Women with polycystic ovary syndrome (PCOS) who also have obstructive sleep apnea have at least three times the risk of having prediabetes compared with women who do not have PCOS, according to a new study. The results presented recently at The Endocrine Society's 94th Annual Meeting in Houston.
"In the last few years, sleep apnea has been found to be a frequent comorbidity [coexisting condition] with PCOS, and our study shows that women who have both conditions are at greatest risk of metabolic disturbances such as prediabetes," said the study's senior author, David Ehrmann, MD, a University of Chicago professor of medicine and director of the University of Chicago Center for PCOS.
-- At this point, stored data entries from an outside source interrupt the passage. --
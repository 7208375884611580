use chrono::DateTime;
use chrono::Duration;
use chrono::Utc;
use thiserror::Error;

use crate::jwt::AccessClaims;
use crate::jwt::JwtError;
use crate::jwt::JwtHandler;
use crate::jwt::RefreshClaims;

/// Signing secrets and lifetimes for the two token kinds.
///
/// Immutable once a [`TokenCodec`] is built from it.
#[derive(Clone)]
pub struct TokenSettings {
    pub access_secret: String,
    pub refresh_secret: String,
    pub access_ttl: Duration,
    pub refresh_ttl: Duration,
}

/// A freshly signed token together with its expiry.
#[derive(Debug, Clone, PartialEq, Eq)]
pub struct IssuedToken {
    pub token: String,
    pub expires_at: DateTime<Utc>,
}

#[derive(Debug, Clone, Error, PartialEq, Eq)]
pub enum TokenCodecError {
    #[error("Token is expired")]
    Expired,

    #[error("Token is not valid yet")]
    NotYetValid,

    #[error("Token is invalid: {0}")]
    Invalid(String),

    #[error("Failed to sign token: {0}")]
    Encoding(String),

    #[error("Token codec misconfigured: {0}")]
    Misconfigured(String),
}

impl From<JwtError> for TokenCodecError {
    fn from(err: JwtError) -> Self {
        match err {
            JwtError::TokenExpired => TokenCodecError::Expired,
            JwtError::TokenNotYetValid => TokenCodecError::NotYetValid,
            JwtError::EncodingFailed(msg) => TokenCodecError::Encoding(msg),
            JwtError::InvalidAlgorithm => {
                TokenCodecError::Invalid("signing algorithm not accepted".to_string())
            }
            JwtError::InvalidToken(msg) => TokenCodecError::Invalid(msg),
        }
    }
}

/// Issues and verifies access and refresh tokens.
///
/// Each kind has its own HMAC secret, so a leaked refresh secret cannot mint
/// access tokens and vice versa. The codec is pure: revocation lives with
/// whoever persists refresh tokens.
pub struct TokenCodec {
    access: JwtHandler,
    refresh: JwtHandler,
    access_ttl: Duration,
    refresh_ttl: Duration,
}

impl TokenCodec {
    /// Build a codec from settings.
    ///
    /// # Errors
    /// * `Misconfigured` - A secret is empty, the two secrets are equal, or a TTL is not positive
    pub fn new(settings: &TokenSettings) -> Result<Self, TokenCodecError> {
        if settings.access_secret.is_empty() || settings.refresh_secret.is_empty() {
            return Err(TokenCodecError::Misconfigured(
                "signing secrets must not be empty".to_string(),
            ));
        }
        if settings.access_secret == settings.refresh_secret {
            return Err(TokenCodecError::Misconfigured(
                "access and refresh secrets must differ".to_string(),
            ));
        }
        if settings.access_ttl <= Duration::zero() || settings.refresh_ttl <= Duration::zero() {
            return Err(TokenCodecError::Misconfigured(
                "token lifetimes must be positive".to_string(),
            ));
        }

        Ok(Self {
            access: JwtHandler::new(settings.access_secret.as_bytes()),
            refresh: JwtHandler::new(settings.refresh_secret.as_bytes()),
            access_ttl: settings.access_ttl,
            refresh_ttl: settings.refresh_ttl,
        })
    }

    /// Issue an access token for `subject` carrying `role`.
    pub fn issue_access(
        &self,
        subject: impl ToString,
        role: impl ToString,
    ) -> Result<IssuedToken, TokenCodecError> {
        let claims = AccessClaims::new(subject, role, Utc::now(), self.access_ttl);
        let token = self.access.encode(&claims)?;

        Ok(IssuedToken {
            token,
            expires_at: claims.expires_at(),
        })
    }

    /// Issue a refresh token for `subject`.
    pub fn issue_refresh(&self, subject: impl ToString) -> Result<IssuedToken, TokenCodecError> {
        let claims = RefreshClaims::new(subject, Utc::now(), self.refresh_ttl);
        let token = self.refresh.encode(&claims)?;

        Ok(IssuedToken {
            token,
            expires_at: claims.expires_at(),
        })
    }

    /// Verify an access token and return its claims.
    pub fn verify_access(&self, token: &str) -> Result<AccessClaims, TokenCodecError> {
        Ok(self.access.decode(token)?)
    }

    /// Verify a refresh token and return its claims.
    pub fn verify_refresh(&self, token: &str) -> Result<RefreshClaims, TokenCodecError> {
        Ok(self.refresh.decode(token)?)
    }

    pub fn access_ttl(&self) -> Duration {
        self.access_ttl
    }

    pub fn refresh_ttl(&self) -> Duration {
        self.refresh_ttl
    }
}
"Patients who have one or both of these conditions should be screened early for type 2 diabetes and should be monitored regularly," Ehrmann said.
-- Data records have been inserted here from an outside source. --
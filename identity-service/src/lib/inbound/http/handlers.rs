use axum::extract::rejection::JsonRejection;
use axum::extract::rejection::QueryRejection;
use axum::http::StatusCode;
use axum::response::IntoResponse;
use axum::response::Response;
use axum::Json;
use chrono::DateTime;
use chrono::Utc;
use serde::Serialize;

use crate::domain::auth::errors::AuthError;
use crate::domain::user::models::User;
use crate::user::errors::DisplayNameError;
use crate::user::errors::EmailError;
use crate::user::errors::PasswordPolicyError;
use crate::user::errors::UserError;

pub mod change_password;
pub mod forgot_password;
pub mod get_profile;
pub mod health;
pub mod list_users;
pub mod login;
pub mod logout;
pub mod refresh;
pub mod register;
pub mod reset_password;
pub mod update_profile;

#[derive(Debug, Clone)]
pub struct ApiSuccess<T: Serialize + PartialEq>(StatusCode, Json<ApiResponseBody<T>>);

impl<T> PartialEq for ApiSuccess<T>
where
    T: Serialize + PartialEq,
{
    fn eq(&self, other: &Self) -> bool {
        self.0 == other.0 && self.1 .0 == other.1 .0
    }
}

impl<T: Serialize + PartialEq> ApiSuccess<T> {
    pub fn new(status: StatusCode, message: &str, data: T) -> Self {
        ApiSuccess(status, Json(ApiResponseBody::new(message, Some(data))))
    }
}

impl ApiSuccess<()> {
    /// Success envelope without a `data` member.
    pub fn message(status: StatusCode, message: &str) -> Self {
        ApiSuccess(status, Json(ApiResponseBody::new(message, None)))
    }
}

impl<T: Serialize + PartialEq> IntoResponse for ApiSuccess<T> {
    fn into_response(self) -> Response {
        (self.0, self.1).into_response()
    }
}

#[derive(Debug, Clone, PartialEq, Eq)]
pub enum ApiError {
    InternalServerError(String),
    ServiceUnavailable(String),
    UnprocessableEntity(String),
    BadRequest(String),
    NotFound(String),
    Conflict(String),
    Unauthorized(String),
    Forbidden(String),
}

impl ApiError {
    fn code(&self) -> &'static str {
        match self {
            ApiError::InternalServerError(_) => "INTERNAL_ERROR",
            ApiError::ServiceUnavailable(_) => "SERVICE_UNAVAILABLE",
            ApiError::UnprocessableEntity(_) => "VALIDATION_ERROR",
            ApiError::BadRequest(_) => "BAD_REQUEST",
            ApiError::NotFound(_) => "NOT_FOUND",
            ApiError::Conflict(_) => "CONFLICT",
            ApiError::Unauthorized(_) => "UNAUTHORIZED",
            ApiError::Forbidden(_) => "FORBIDDEN",
        }
    }
}

impl IntoResponse for ApiError {
    fn into_response(self) -> Response {
        let code = self.code();
        let (status, message) = match self {
            ApiError::InternalServerError(detail) => {
                // Detail stays in the logs
                tracing::error!(error = %detail, "Request failed with internal error");
                (
                    StatusCode::INTERNAL_SERVER_ERROR,
                    "Internal server error".to_string(),
                )
            }
            ApiError::ServiceUnavailable(detail) => {
                tracing::error!(error = %detail, "Dependency unavailable");
                (
                    StatusCode::SERVICE_UNAVAILABLE,
                    "Service unavailable".to_string(),
                )
            }
            ApiError::UnprocessableEntity(msg) => (StatusCode::UNPROCESSABLE_ENTITY, msg),
            ApiError::BadRequest(msg) => (StatusCode::BAD_REQUEST, msg),
            ApiError::NotFound(msg) => (StatusCode::NOT_FOUND, msg),
            ApiError::Conflict(msg) => (StatusCode::CONFLICT, msg),
            ApiError::Unauthorized(msg) => (StatusCode::UNAUTHORIZED, msg),
            ApiError::Forbidden(msg) => (StatusCode::FORBIDDEN, msg),
        };

        (status, Json(ApiResponseBody::new_error(status, message, code))).into_response()
    }
}

impl From<AuthError> for ApiError {
    fn from(err: AuthError) -> Self {
        match err {
            AuthError::AlreadyExists(_) => {
                ApiError::Conflict("Email already registered".to_string())
            }
            AuthError::InvalidCredentials
            | AuthError::InvalidToken
            | AuthError::TokenNotFound
            | AuthError::TokenRevoked
            | AuthError::TokenExpired => ApiError::Unauthorized(err.to_string()),
            AuthError::AccountNotActive => ApiError::Forbidden(err.to_string()),
            AuthError::TokenAlreadyUsed => ApiError::BadRequest(err.to_string()),
            AuthError::UserNotFound => ApiError::NotFound(err.to_string()),
            AuthError::PersistenceUnavailable(_) | AuthError::Internal(_) => {
                ApiError::InternalServerError(err.to_string())
            }
        }
    }
}

impl From<UserError> for ApiError {
    fn from(err: UserError) -> Self {
        match err {
            UserError::NotFound(_) => ApiError::NotFound("User not found".to_string()),
            UserError::InvalidPassword => ApiError::BadRequest(err.to_string()),
            UserError::InvalidUserId(_)
            | UserError::InvalidEmail(_)
            | UserError::InvalidDisplayName(_)
            | UserError::WeakPassword(_)
            | UserError::InvalidRole(_)
            | UserError::InvalidStatus(_)
            | UserError::InvalidPage(_) => ApiError::UnprocessableEntity(err.to_string()),
            UserError::PersistenceUnavailable(_) | UserError::Internal(_) => {
                ApiError::InternalServerError(err.to_string())
            }
        }
    }
}

impl From<JsonRejection> for ApiError {
    fn from(rejection: JsonRejection) -> Self {
        ApiError::UnprocessableEntity(format!("Invalid request body: {}", rejection.body_text()))
    }
}

impl From<QueryRejection> for ApiError {
    fn from(rejection: QueryRejection) -> Self {
        ApiError::UnprocessableEntity(format!(
            "Invalid query parameters: {}",
            rejection.body_text()
        ))
    }
}

impl From<EmailError> for ApiError {
    fn from(err: EmailError) -> Self {
        ApiError::UnprocessableEntity(format!("Invalid email: {}", err))
    }
}

impl From<DisplayNameError> for ApiError {
    fn from(err: DisplayNameError) -> Self {
        ApiError::UnprocessableEntity(format!("Invalid full name: {}", err))
    }
}

impl From<PasswordPolicyError> for ApiError {
    fn from(err: PasswordPolicyError) -> Self {
        ApiError::UnprocessableEntity(format!("Invalid password: {}", err))
    }
}

/// Response envelope shared by every endpoint.
#[derive(Debug, Clone, PartialEq, Eq, Serialize)]
pub struct ApiResponseBody<T: Serialize + PartialEq> {
    success: bool,
    message: String,
    #[serde(skip_serializing_if = "Option::is_none")]
    data: Option<T>,
    #[serde(skip_serializing_if = "Option::is_none")]
    error: Option<String>,
    #[serde(skip_serializing_if = "Option::is_none")]
    code: Option<String>,
}

impl<T: Serialize + PartialEq> ApiResponseBody<T> {
    pub fn new(message: &str, data: Option<T>) -> Self {
        Self {
            success: true,
            message: message.to_string(),
            data,
            error: None,
            code: None,
        }
    }
}

impl ApiResponseBody<()> {
    pub fn new_error(status_code: StatusCode, message: String, code: &str) -> Self {
        Self {
            success: false,
            message,
            data: None,
            error: Some(
                status_code
                    .canonical_reason()
                    .unwrap_or("Error")
                    .to_string(),
            ),
            code: Some(code.to_string()),
        }
    }
}

/// Outward view of an identity. Never carries the password digest.
#[derive(Debug, Clone, PartialEq, Eq, Serialize)]
pub struct UserData {
    pub id: String,
    pub email: String,
    pub full_name: String,
    pub role: String,
    pub status: String,
    pub created_at: DateTime<Utc>,
    pub updated_at: DateTime<Utc>,
}

impl From<&User> for UserData {
    fn from(user: &User) -> Self {
        Self {
            id: user.id.to_string(),
            email: user.email.as_str().to_string(),
            full_name: user.display_name.as_str().to_string(),
            role: user.role.as_str().to_string(),
            status: user.status.as_str().to_string(),
            created_at: user.created_at,
            updated_at: user.updated_at,
        }
    }
}

#[cfg(test)]
mod tests {
    use super::*;

    #[test]
    fn test_auth_errors_map_to_statuses() {
        let cases = [
            (AuthError::AlreadyExists("a@x.com".to_string()), StatusCode::CONFLICT),
            (AuthError::InvalidCredentials, StatusCode::UNAUTHORIZED),
            (AuthError::TokenRevoked, StatusCode::UNAUTHORIZED),
            (AuthError::AccountNotActive, StatusCode::FORBIDDEN),
            (AuthError::TokenAlreadyUsed, StatusCode::BAD_REQUEST),
            (AuthError::UserNotFound, StatusCode::NOT_FOUND),
            (
                AuthError::PersistenceUnavailable("db down".to_string()),
                StatusCode::INTERNAL_SERVER_ERROR,
            ),
        ];

        for (err, status) in cases {
            assert_eq!(ApiError::from(err).into_response().status(), status);
        }
    }

    #[test]
    fn test_internal_detail_is_not_exposed() {
        let err = ApiError::from(AuthError::Internal("argon2 exploded".to_string()));
        assert_eq!(
            err,
            ApiError::InternalServerError("Internal error: argon2 exploded".to_string())
        );

        let body = ApiResponseBody::<()>::new_error(
            StatusCode::INTERNAL_SERVER_ERROR,
            "Internal server error".to_string(),
            "INTERNAL_ERROR",
        );
        let json = serde_json::to_value(&body).unwrap();
        assert_eq!(json["success"], false);
        assert_eq!(json["code"], "INTERNAL_ERROR");
        assert!(json.get("data").is_none());
    }
}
He and his colleagues studied 171 obese women: 121 with PCOS, a common female hormonal disorder that affects 5 to 10 percent of women of childbearing age, and 50 without PCOS. All study subjects had an oral glucose tolerance test, which measures the blood sugar level before and for two hours after the patient drinks a sugary solution. If the blood glucose level at two hours is less than 140 mg/dL, it is considered normal. Levels above 200 mg/dL indicate type 2 diabetes, and levels between 140 and 200 mg/dL are diagnostic of impaired glucose tolerance, also called prediabetes. Prediabetes often progresses to type 2 diabetes.
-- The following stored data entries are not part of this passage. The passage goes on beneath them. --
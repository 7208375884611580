use std::sync::Arc;

use async_trait::async_trait;
use auth::PasswordHasher;
use auth::TokenCodec;
use chrono::Utc;

use crate::domain::auth::errors::AuthError;
use crate::domain::auth::errors::PersistenceContext;
use crate::domain::auth::models::LoginCommand;
use crate::domain::auth::models::LoginOutcome;
use crate::domain::auth::models::PasswordRedemption;
use crate::domain::auth::models::RedemptionOutcome;
use crate::domain::auth::models::RegisterCommand;
use crate::domain::auth::models::ResetNotice;
use crate::domain::auth::models::ResetPasswordCommand;
use crate::domain::auth::models::ResetToken;
use crate::domain::auth::models::SessionToken;
use crate::domain::auth::models::TokenPair;
use crate::domain::auth::ports::AuthServicePort;
use crate::domain::auth::ports::ResetNotifier;
use crate::domain::auth::ports::ResetRepository;
use crate::domain::auth::ports::SessionRepository;
use crate::domain::errors::PersistenceError;
use crate::domain::user::models::EmailAddress;
use crate::domain::user::models::Role;
use crate::domain::user::models::User;
use crate::domain::user::models::UserId;
use crate::domain::user::ports::UserRepository;

/// Credential lifecycle engine.
///
/// Stateless apart from its injected collaborators; all durable state lives
/// behind the repository ports.
pub struct AuthService<UR, SR, RR, RN>
where
    UR: UserRepository,
    SR: SessionRepository,
    RR: ResetRepository,
    RN: ResetNotifier,
{
    users: Arc<UR>,
    sessions: Arc<SR>,
    resets: Arc<RR>,
    notifier: Arc<RN>,
    password_hasher: Arc<PasswordHasher>,
    token_codec: Arc<TokenCodec>,
}

impl<UR, SR, RR, RN> AuthService<UR, SR, RR, RN>
where
    UR: UserRepository,
    SR: SessionRepository,
    RR: ResetRepository,
    RN: ResetNotifier,
{
    /// Create a new engine with injected dependencies.
    ///
    /// # Arguments
    /// * `users` - Identity persistence
    /// * `sessions` - Refresh token persistence
    /// * `resets` - Reset token persistence
    /// * `notifier` - Reset token delivery
    /// * `password_hasher` - Shared Argon2 hasher
    /// * `token_codec` - Shared access/refresh token codec
    pub fn new(
        users: Arc<UR>,
        sessions: Arc<SR>,
        resets: Arc<RR>,
        notifier: Arc<RN>,
        password_hasher: Arc<PasswordHasher>,
        token_codec: Arc<TokenCodec>,
    ) -> Self {
        Self {
            users,
            sessions,
            resets,
            notifier,
            password_hasher,
            token_codec,
        }
    }

    fn hash_password(&self, password: &str) -> Result<String, AuthError> {
        self.password_hasher
            .hash(password)
            .map_err(|e| AuthError::Internal(format!("Password hashing failed: {}", e)))
    }

    /// Issue a token pair for `user` and persist the refresh half.
    async fn open_session(&self, user: &User) -> Result<TokenPair, AuthError> {
        let access = self
            .token_codec
            .issue_access(user.id, user.role.as_str())
            .map_err(|e| AuthError::Internal(format!("Access token signing failed: {}", e)))?;
        let refresh = self
            .token_codec
            .issue_refresh(user.id)
            .map_err(|e| AuthError::Internal(format!("Refresh token signing failed: {}", e)))?;

        self.sessions
            .create(SessionToken::new(user.id, &refresh))
            .await
            .context("storing session")?;

        Ok(TokenPair { access, refresh })
    }
}

#[async_trait]
impl<UR, SR, RR, RN> AuthServicePort for AuthService<UR, SR, RR, RN>
where
    UR: UserRepository,
    SR: SessionRepository,
    RR: ResetRepository,
    RN: ResetNotifier,
{
    async fn register(&self, command: RegisterCommand) -> Result<User, AuthError> {
        let email = command.email.to_string();

        if self
            .users
            .find_by_email(&command.email)
            .await
            .context("looking up email")?
            .is_some()
        {
            return Err(AuthError::AlreadyExists(email));
        }

        let password_hash = self.hash_password(command.password.expose())?;
        let user = User::new(
            command.email,
            password_hash,
            command.display_name,
            Role::User,
        );

        match self.users.create(user).await {
            Ok(created) => {
                tracing::info!(user_id = %created.id, "User registered");
                Ok(created)
            }
            // Lost a race with a concurrent registration of the same email
            Err(PersistenceError::Duplicate(_)) => Err(AuthError::AlreadyExists(email)),
            Err(e) => Err(e).context("creating user"),
        }
    }

    async fn login(&self, command: LoginCommand) -> Result<LoginOutcome, AuthError> {
        let user = match self
            .users
            .find_by_email(&command.email)
            .await
            .context("looking up email")?
        {
            Some(user) => user,
            None => {
                self.password_hasher.verify_decoy(&command.password);
                tracing::warn!("Login attempt for unknown email");
                return Err(AuthError::InvalidCredentials);
            }
        };

        if !self
            .password_hasher
            .verify(&command.password, &user.password_hash)
        {
            tracing::warn!(user_id = %user.id, "Login attempt with wrong password");
            return Err(AuthError::InvalidCredentials);
        }

        if !user.is_active() {
            tracing::warn!(
                user_id = %user.id,
                status = %user.status,
                "Login attempt on inactive account"
            );
            return Err(AuthError::AccountNotActive);
        }

        let tokens = self.open_session(&user).await?;
        tracing::info!(user_id = %user.id, "User logged in");

        Ok(LoginOutcome { tokens, user })
    }

    async fn logout(&self, user_id: &UserId, refresh_token: &str) -> Result<(), AuthError> {
        match self
            .sessions
            .find(refresh_token)
            .await
            .context("finding session")?
        {
            None => {
                tracing::debug!(user_id = %user_id, "Logout with unknown refresh token");
            }
            Some(session) if session.user_id != *user_id => {
                tracing::warn!(
                    user_id = %user_id,
                    owner_id = %session.user_id,
                    "Logout with a refresh token owned by another user ignored"
                );
            }
            Some(_) => {
                self.sessions
                    .revoke(refresh_token)
                    .await
                    .context("revoking session")?;
                tracing::info!(user_id = %user_id, "User logged out");
            }
        }

        Ok(())
    }

    async fn refresh(&self, refresh_token: &str) -> Result<TokenPair, AuthError> {
        let claims = self
            .token_codec
            .verify_refresh(refresh_token)
            .map_err(|e| {
                tracing::debug!(error = %e, "Refresh token rejected by codec");
                AuthError::InvalidToken
            })?;

        let session = self
            .sessions
            .find(refresh_token)
            .await
            .context("finding session")?
            .ok_or(AuthError::TokenNotFound)?;

        if session.revoked {
            tracing::warn!(
                user_id = %session.user_id,
                "Revoked refresh token presented, possible replay"
            );
            return Err(AuthError::TokenRevoked);
        }

        if session.is_expired(Utc::now()) {
            return Err(AuthError::TokenExpired);
        }

        let user_id = UserId::from_string(&claims.sub).map_err(|_| AuthError::InvalidToken)?;
        if session.user_id != user_id {
            tracing::warn!(
                user_id = %user_id,
                owner_id = %session.user_id,
                "Refresh token subject does not match its session"
            );
            return Err(AuthError::InvalidToken);
        }

        let user = self
            .users
            .find_by_id(&user_id)
            .await
            .context("loading user")?
            .ok_or(AuthError::UserNotFound)?;

        if !user.is_active() {
            return Err(AuthError::AccountNotActive);
        }

        if !self
            .sessions
            .revoke(refresh_token)
            .await
            .context("revoking session")?
        {
            tracing::warn!(
                user_id = %user_id,
                "Refresh token rotated concurrently, possible replay"
            );
            return Err(AuthError::TokenRevoked);
        }

        let tokens = self.open_session(&user).await?;
        tracing::debug!(user_id = %user_id, "Refresh token rotated");

        Ok(tokens)
    }

    async fn forgot_password(&self, email: &EmailAddress) -> Result<(), AuthError> {
        let Some(user) = self
            .users
            .find_by_email(email)
            .await
            .context("looking up email")?
        else {
            tracing::debug!("Password reset requested for unknown email");
            return Ok(());
        };

        let reset = self
            .resets
            .create(ResetToken::generate(email.clone()))
            .await
            .context("storing reset token")?;

        // Delivery latency must not reach the caller
        let notifier = Arc::clone(&self.notifier);
        let notice = ResetNotice::from(&reset);
        let user_id = user.id;
        tokio::spawn(async move {
            if let Err(e) = notifier.send_reset_token(&notice).await {
                tracing::error!(
                    user_id = %user_id,
                    error = %e,
                    "Failed to deliver password reset notification"
                );
            }
        });

        tracing::info!(user_id = %user.id, "Password reset token issued");
        Ok(())
    }

    async fn reset_password(&self, command: ResetPasswordCommand) -> Result<(), AuthError> {
        let reset = self
            .resets
            .find(&command.token)
            .await
            .context("finding reset token")?
            .ok_or(AuthError::InvalidToken)?;

        if reset.is_expired(Utc::now()) {
            return Err(AuthError::TokenExpired);
        }

        if reset.used {
            return Err(AuthError::TokenAlreadyUsed);
        }

        let user = self
            .users
            .find_by_email(&reset.email)
            .await
            .context("looking up email")?
            .ok_or(AuthError::UserNotFound)?;

        let redemption = PasswordRedemption {
            token: command.token,
            user_id: user.id,
            password_hash: self.hash_password(command.new_password.expose())?,
        };

        match self
            .resets
            .redeem(&redemption)
            .await
            .context("redeeming reset token")?
        {
            RedemptionOutcome::Redeemed { revoked_sessions } => {
                tracing::info!(user_id = %user.id, revoked_sessions, "Password reset");
                Ok(())
            }
            RedemptionOutcome::AlreadyUsed => {
                tracing::warn!(user_id = %user.id, "Reset token redeemed concurrently");
                Err(AuthError::TokenAlreadyUsed)
            }
        }
    }
}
Additionally, all women had an overnight sleep study, called a polysomnogram, to look for obstructive sleep apnea, in which breathing stops repeatedly during sleep. Mild sleep apnea is defined as having between 5 and 15 such episodes per hour of sleep; moderate sleep apnea exists when 15 to 30 episodes occur per hour and severe sleep apnea is present when more than 30 such episodes occur per hour. There appears to be a strong relationship between sleep apnea severity and diabetes risk, Ehrmann said.
In women with PCOS, sleep apnea was more prevalent than in the control subjects without PCOS (48 percent versus 36 percent, respectively), and when present, it also was more severe, the authors reported. Similarly, PCOS-affected women were more likely to have prediabetes—44 percent versus 22 percent of controls.
The investigators found that the greater the severity of obstructive sleep apnea in women with PCOS, the higher their two-hour blood sugar values were on the glucose tolerance test.
The research team also found that the lower the levels of the female hormone progesterone, the higher the blood sugar values. Progesterone is typically low in women with PCOS, and Ehrmann said insufficient progesterone may contribute to obstructive sleep apnea. Notably, high testosterone levels were not predictive of sleep apnea or abnormal glucose tolerance, he said.
PCOS causes the ovaries to produce an excess of male hormones and is the most common cause of female infertility. It also can result in obesity, acne, thinning hair on the scalp and excessive facial and body hair.